Graphene quantum dots (GQDs), as one of the most promising luminescent nanomaterials, have been receiving increasing attention in various applications. However, it is still a challenge to improve their chemiluminescence (CL) quantum efficiency. Herein, the CL emissions of nitrogen- and sulfur-doped GQDs (NS-GQDs), nitrogen-doped GQDs (N-GQDs) and undoped GQDs synthesized through one-pot high-temperature pyrolysis are investigated in their chemical reactions with bis(2-carbopentyloxy-3,5,6-trichlorophenyl) oxalate (CPPO) and hydrogen peroxide (H₂O₂). A bright blue emission, and yellowish green and yellowish white light from NS-GQDs, N-GQDs and GQDs can be observed, respectively, in the mixture solutions with CPPO and H₂O₂. For the first time, spooling CL spectroscopy was used to investigate the CL reaction mechanisms, illuminant decays and the absolute CL efficiencies of these three GQD systems.
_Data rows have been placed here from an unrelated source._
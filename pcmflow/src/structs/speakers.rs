//! Stream format descriptors.
//!
//! A [`Speakers`] value tags every chunk with its sample encoding, channel
//! layout and sample rate. Channels are stored in a fixed order
//! (L, C, R, SL, SR, LFE) and a layout is a bitmask over that order, so the
//! position of a channel inside a chunk is the number of lower mask bits set.

use std::fmt::{self, Display};

use anyhow::{Result, bail};

use crate::utils::errors::FormatError;

/// Internal linear sample type.
pub type Sample = f64;

/// Maximum number of channels handled by any component.
pub const NCHANNELS: usize = 6;

pub const CH_L: u32 = 1 << 0;
pub const CH_C: u32 = 1 << 1;
pub const CH_R: u32 = 1 << 2;
pub const CH_SL: u32 = 1 << 3;
pub const CH_SR: u32 = 1 << 4;
pub const CH_LFE: u32 = 1 << 5;

const CH_ALL: u32 = CH_L | CH_C | CH_R | CH_SL | CH_SR | CH_LFE;

pub const MODE_MONO: u32 = CH_C;
pub const MODE_STEREO: u32 = CH_L | CH_R;
pub const MODE_3_0: u32 = CH_L | CH_C | CH_R;
pub const MODE_2_2: u32 = CH_L | CH_R | CH_SL | CH_SR;
pub const MODE_3_2: u32 = CH_L | CH_C | CH_R | CH_SL | CH_SR;
pub const MODE_5_1: u32 = MODE_3_2 | CH_LFE;

/// Channel names in buffer order.
#[derive(Debug, Clone, Copy, PartialEq, Eq, Hash)]
pub enum Channel {
    L = 0,
    C = 1,
    R = 2,
    SL = 3,
    SR = 4,
    Lfe = 5,
}

impl Channel {
    pub const ALL: [Channel; NCHANNELS] = [
        Channel::L,
        Channel::C,
        Channel::R,
        Channel::SL,
        Channel::SR,
        Channel::Lfe,
    ];

    pub const fn mask(self) -> u32 {
        1 << self as u32
    }
}

impl Display for Channel {
    fn fmt(&self, f: &mut fmt::Formatter<'_>) -> fmt::Result {
        let name = match self {
            Channel::L => "L",
            Channel::C => "C",
            Channel::R => "R",
            Channel::SL => "SL",
            Channel::SR => "SR",
            Channel::Lfe => "LFE",
        };
        f.write_str(name)
    }
}

/// Sample encoding of a stream.
///
/// `Linear` is the planar floating point hub format; every other variant is an
/// interleaved raw PCM encoding. Float and double encodings are little-endian.
#[derive(Debug, Clone, Copy, PartialEq, Eq, Hash)]
pub enum Format {
    Linear,
    Pcm16,
    Pcm24,
    Pcm32,
    Pcm16Be,
    Pcm24Be,
    Pcm32Be,
    PcmFloat,
    PcmDouble,
}

impl Format {
    /// All raw PCM encodings, in dispatch table order.
    pub const PCM: [Format; 8] = [
        Format::Pcm16,
        Format::Pcm24,
        Format::Pcm32,
        Format::Pcm16Be,
        Format::Pcm24Be,
        Format::Pcm32Be,
        Format::PcmFloat,
        Format::PcmDouble,
    ];

    /// Bytes per sample of one channel, `None` for linear.
    pub const fn sample_size(self) -> Option<usize> {
        match self {
            Format::Linear => None,
            Format::Pcm16 | Format::Pcm16Be => Some(2),
            Format::Pcm24 | Format::Pcm24Be => Some(3),
            Format::Pcm32 | Format::Pcm32Be | Format::PcmFloat => Some(4),
            Format::PcmDouble => Some(8),
        }
    }

    pub const fn is_linear(self) -> bool {
        matches!(self, Format::Linear)
    }

    pub const fn is_pcm(self) -> bool {
        !self.is_linear()
    }

    pub const fn is_big_endian(self) -> bool {
        matches!(self, Format::Pcm16Be | Format::Pcm24Be | Format::Pcm32Be)
    }

    pub const fn is_float(self) -> bool {
        matches!(self, Format::PcmFloat | Format::PcmDouble)
    }

    /// Row of this encoding in the conversion dispatch tables.
    pub const fn pcm_index(self) -> Option<usize> {
        match self {
            Format::Linear => None,
            Format::Pcm16 => Some(0),
            Format::Pcm24 => Some(1),
            Format::Pcm32 => Some(2),
            Format::Pcm16Be => Some(3),
            Format::Pcm24Be => Some(4),
            Format::Pcm32Be => Some(5),
            Format::PcmFloat => Some(6),
            Format::PcmDouble => Some(7),
        }
    }

    pub const fn name(self) -> &'static str {
        match self {
            Format::Linear => "Linear",
            Format::Pcm16 => "PCM16",
            Format::Pcm24 => "PCM24",
            Format::Pcm32 => "PCM32",
            Format::Pcm16Be => "PCM16 BE",
            Format::Pcm24Be => "PCM24 BE",
            Format::Pcm32Be => "PCM32 BE",
            Format::PcmFloat => "PCM Float",
            Format::PcmDouble => "PCM Double",
        }
    }
}

impl Display for Format {
    fn fmt(&self, f: &mut fmt::Formatter<'_>) -> fmt::Result {
        f.write_str(self.name())
    }
}

/// Immutable stream descriptor.
#[derive(Debug, Clone, Copy, PartialEq, Eq, Hash)]
pub struct Speakers {
    pub format: Format,
    pub mask: u32,
    pub sample_rate: u32,
}

impl Default for Speakers {
    fn default() -> Self {
        Self::UNKNOWN
    }
}

impl Speakers {
    /// Placeholder descriptor of an unconfigured filter.
    pub const UNKNOWN: Speakers = Speakers {
        format: Format::Linear,
        mask: 0,
        sample_rate: 0,
    };

    pub const fn new(format: Format, mask: u32, sample_rate: u32) -> Self {
        Self {
            format,
            mask,
            sample_rate,
        }
    }

    pub const fn nch(&self) -> usize {
        self.mask.count_ones() as usize
    }

    /// Same layout and rate with another encoding.
    pub const fn with_format(self, format: Format) -> Self {
        Self { format, ..self }
    }

    pub const fn with_mask(self, mask: u32) -> Self {
        Self { mask, ..self }
    }

    /// Bytes per interleaved frame, `None` for linear.
    pub const fn frame_size(&self) -> Option<usize> {
        match self.format.sample_size() {
            Some(size) => Some(size * self.nch()),
            None => None,
        }
    }

    /// Channels present in the layout, in buffer order.
    pub fn channels(&self) -> impl Iterator<Item = Channel> + '_ {
        Channel::ALL
            .into_iter()
            .filter(move |ch| self.mask & ch.mask() != 0)
    }

    /// Buffer position of `ch`, if present.
    pub fn position(&self, ch: Channel) -> Option<usize> {
        if self.mask & ch.mask() == 0 {
            return None;
        }
        Some((self.mask & (ch.mask() - 1)).count_ones() as usize)
    }

    /// Checks the layout and rate without looking at the encoding.
    pub fn validate(&self) -> Result<()> {
        if self.mask & !CH_ALL != 0 {
            bail!(FormatError::InvalidMask(self.mask));
        }
        check_channels(self.nch())?;
        if self.sample_rate == 0 {
            bail!(FormatError::InvalidSampleRate);
        }
        Ok(())
    }

    pub fn is_valid(&self) -> bool {
        self.validate().is_ok()
    }

    pub fn mode_name(&self) -> String {
        match self.mask {
            MODE_MONO => "1/0".to_string(),
            MODE_STEREO => "2/0".to_string(),
            MODE_3_0 => "3/0".to_string(),
            MODE_2_2 => "2/2".to_string(),
            MODE_3_2 => "3/2".to_string(),
            MODE_5_1 => "3/2.1".to_string(),
            _ => self
                .channels()
                .map(|ch| ch.to_string())
                .collect::<Vec<_>>()
                .join(" "),
        }
    }
}

impl Display for Speakers {
    fn fmt(&self, f: &mut fmt::Formatter<'_>) -> fmt::Result {
        write!(
            f,
            "{} {} {}Hz",
            self.format,
            self.mode_name(),
            self.sample_rate
        )
    }
}

/// Rejects channel counts outside `1..=NCHANNELS`.
pub fn check_channels(nch: usize) -> Result<()> {
    if nch == 0 || nch > NCHANNELS {
        bail!(FormatError::ChannelCount {
            actual: nch,
            max: NCHANNELS,
        });
    }
    Ok(())
}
Compared with the same system of undoped GQDs, it has been found that the NS-GQDs not only present slower illuminant decay, but also display an absolute CL quantum efficiency of 0.01%, 5-fold enhancement, due to the increase in N and S doping for a well-defined band gap energy. Moreover, three peak wavelengths attributed to intrinsic emission at 425 nm, aggregation-induced emission (AIE) at 575 nm and S-doped emissive surface states at 820 nm are observed for the first time in the NS-GQD system. The CL spectrum of N-GQDs displays two emission peaks at 395 and 575 nm attributed to intrinsic emission and AIE, whereas the CL spectrum of undoped GQDs demonstrates 500 nm and 600 nm peak wavelengths attributed to core emission and AIE. Absolute CL quantum efficiencies from these emissions at these various peaks can be determined quantitatively. This study provides guidance on tuning the surface states of GQD for more conducive injection of electrons and holes, facilitating the production of CL emission, which is beneficial for promoting the development of optical, bioassay and energy conversion applications.